Krinkle changed the task status from Open to Stalled.Jul 29 2020, 8:37 PM

Cache variation
If any of these A/B tests result in a change in output for anonymous users, we need to split the cache along this dimension. In other words, we wouldn't want that all users get feature A because that was the one cached.

I've added a note about this to the requirements in the task description, please feel free to revert if this seems wrong.

Combinations of mode for separate features?
This seems like a fundamental challenge to generalizing the "mode" concept beyond MobileFrontend. It's possible to limit each extension to only one beta feature at a time—although we can expect to chafe at that as the new configurability makes A/B testing more prevalent. But we definitely can't have a single "beta" mode which toggles all new features across every extension because then tests in more than one extension would become coupled and what should have been e.g. 4 test populations collapses into 2 like: (A1, A2) and (B1, B2), the heterogenous crosses are missing.

Perhaps we say that a user can be in only one experimental mode at a time, but that makes all tests much lower-traffic. (There are some pro's to this approach as well, it simplifies test conditions, and turns the cache split count into an addition rather than multiplication formula.)

So let's say that the mechanism needs to support independent modes for each extension or feature. What does it look like now? I would leave this open to further exploration.

As a new extension?
I would propose that we consider packaging this new component as its own extension. This solution has all of the same benefits as implementing in core, except breaks "no external dependencies". It also eliminates the con "longer review cycle". It adds a con "integrations must test for availability".

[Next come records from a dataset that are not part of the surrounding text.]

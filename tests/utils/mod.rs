#![allow(dead_code)]
use temperature_analysis::{MonthKey, Series, Station, StationRecord};

pub fn approx_equal(val1: f64, val2: f64, eps: f64) -> bool {
    assert!(eps > 0.0);

    (val1 - val2).abs() < eps
}

pub fn key(year: i32, month: u32) -> MonthKey {
    MonthKey::new(year, month).unwrap()
}

/// January values keyed by year.
pub fn januaries(values: &[(i32, f64)]) -> Series {
    values.iter().map(|&(year, val)| (key(year, 1), val)).collect()
}

/// Every month from January of `first` through December of `last`, valued by `f`.
pub fn monthly<F>(first: i32, last: i32, f: F) -> Series
where
    F: Fn(MonthKey) -> f64,
{
    (first..=last)
        .flat_map(|year| (1..=12).map(move |month| key(year, month)))
        .map(|k| (k, f(k)))
        .collect()
}

/// A record with uid `<id>0` for a station at `location`.
pub fn record_at(id: &str, location: (f64, f64), series: Series) -> StationRecord {
    StationRecord::new(
        format!("{}0", id),
        Station::new(id, location.0, location.1),
        series,
    )
}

Including as an extension eliminates complexity for those who don't need A/B testing or an isolated dev environment. It gives us some freedom when implementing. It makes it easy to completely disable if we decide not to use in the future.

What I imagine is a request handling sequence like,

  • Extension hooks into early configuration, by BeforeInitialize or a new, dedicated hook.
  • Read mode sources (cookie, user preferences, etc.)
  • Process the cross product of modes and mode-sensitive configuration.
  • Updates configuration as necessary.
  • Adds a Vary: header if we should split the output or page cache.

If others agree, the proposal to package as a new extension could be added to the RFC body as proposal 5.

@awight RFCs have shifted to the Technical Decision Making Process (TDMP), so if you want to follow up on this, I guess the only way would be to introduce it there.
@Jdrewniak might want to be involved too, I see him subscribed here and I don't know how relevant this is to his work on the Chrome Extension and Desktop Refresh in general.

I've started to document how feature management works in the wild. I'm unlikely to work on this document any more until 2022, but feel free to edit it and improve it if you feel inclined! https://www.mediawiki.org/wiki/User:Jdlrobson/Feature_management_in_MediaWiki_(for_developers)

@phuedx is there a newer ticket we could merge this into?